### Task objective
Your answer must be an exact copy of the records below.

[Saved data entries]
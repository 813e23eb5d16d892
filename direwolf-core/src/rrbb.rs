//! Raw Receive Bit Block (§3): the captured run of demod bits between
//! two HDLC flags, handed from the framer to the retry engine when the
//! FCS check fails.

/// Identifies which (channel, subchannel, slicer) produced a captured
/// bit block, for reporting and for routing a recovered frame back to
/// its origin.
#[derive(Debug, Clone, Copy, PartialEq, Eq)]
pub struct StreamId {
    pub channel: usize,
    pub subchannel: usize,
    pub slicer: usize,
}

/// A captured bit sequence awaiting FCS/retry processing.
///
/// Destroyed after one decode attempt cycle (consumed by value by
/// [`crate::retry::recover`]).
#[derive(Debug, Clone)]
pub struct RawBitBlock {
    pub stream: StreamId,
    /// Captured audio level (0 = silence, 100 = nominal peak), for
    /// reporting alongside a successfully decoded frame.
    pub audio_level: f32,
    /// Demodulated bits, LSB-first per octet, between the opening and
    /// closing flags (flags themselves excluded).
    pub bits: Vec<u8>,
    /// Scrambler LFSR state captured the instant before the first data
    /// bit, so the retry engine can restart descrambling from the same
    /// point for every candidate. `None` for non-scrambled modems.
    pub scrambler_state_at_start: Option<u32>,
    /// The pre-descramble channel bits underlying `bits`, same length
    /// and alignment, present only for scrambled modems. A single
    /// flipped channel bit changes three positions of the descrambled
    /// output (the LFSR's two taps plus the bit itself), so the retry
    /// engine must flip candidates here and re-descramble from
    /// `scrambler_state_at_start`, not flip `bits` directly (§4.6).
    pub scrambled_bits: Option<Vec<u8>>,
}

impl RawBitBlock {
    pub fn new(stream: StreamId, audio_level: f32) -> Self {
        Self {
            stream,
            audio_level,
            bits: Vec::new(),
            scrambler_state_at_start: None,
            scrambled_bits: None,
        }
    }

    pub fn push_bit(&mut self, bit: u8) {
        self.bits.push(bit & 1);
    }

    pub fn len(&self) -> usize {
        self.bits.len()
    }

    pub fn is_empty(&self) -> bool {
        self.bits.is_empty()
    }
}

### Problem solution
repository 813e23eb5d16d892
filename direwolf-core/src/rrbb.rs
//! Raw Receive Bit Block (§3): the captured run of demod bits between
//! two HDLC flags, handed from the framer to the retry engine when the
//! FCS check fails.

/// Identifies which (channel, subchannel, slicer) produced a captured
/// bit block, for reporting and for routing a recovered frame back to
/// its origin.
#[derive(Debug, Clone, Copy, PartialEq, Eq)]
pub struct StreamId {
    pub channel: usize,
    pub subchannel: usize,
    pub slicer: usize,
}

/// A captured bit sequence awaiting FCS/retry processing.
///
/// Destroyed after one decode attempt cycle (consumed by value by
/// [`crate::retry::recover`]).
#[derive(Debug, Clone)]
pub struct RawBitBlock {
    pub stream: StreamId,
    /// Captured audio level (0 = silence, 100 = nominal peak), for
    /// reporting alongside a successfully decoded frame.
    pub audio_level: f32,
    /// Demodulated bits, LSB-first per octet, between the opening and
    /// closing flags (flags themselves excluded).
    pub bits: Vec<u8>,
    /// Scrambler LFSR state captured the instant before the first data
    /// bit, so the retry engine can restart descrambling from the same
    /// point for every candidate. `None` for non-scrambled modems.
    pub scrambler_state_at_start: Option<u32>,
    /// The pre-descramble channel bits underlying `bits`, same length
    /// and alignment, present only for scrambled modems. A single
    /// flipped channel bit changes three positions of the descrambled
    /// output (the LFSR's two taps plus the bit itself), so the retry
    /// engine must flip candidates here and re-descramble from
    /// `scrambler_state_at_start`, not flip `bits` directly (§4.6).
    pub scrambled_bits: Option<Vec<u8>>,
}

impl RawBitBlock {
    pub fn new(stream: StreamId, audio_level: f32) -> Self {
        Self {
            stream,
            audio_level,
            bits: Vec::new(),
            scrambler_state_at_start: None,
            scrambled_bits: None,
        }
    }

    pub fn push_bit(&mut self, bit: u8) {
        self.bits.push(bit & 1);
    }

    pub fn len(&self) -> usize {
        self.bits.len()
    }

    pub fn is_empty(&self) -> bool {
        self.bits.is_empty()
    }
}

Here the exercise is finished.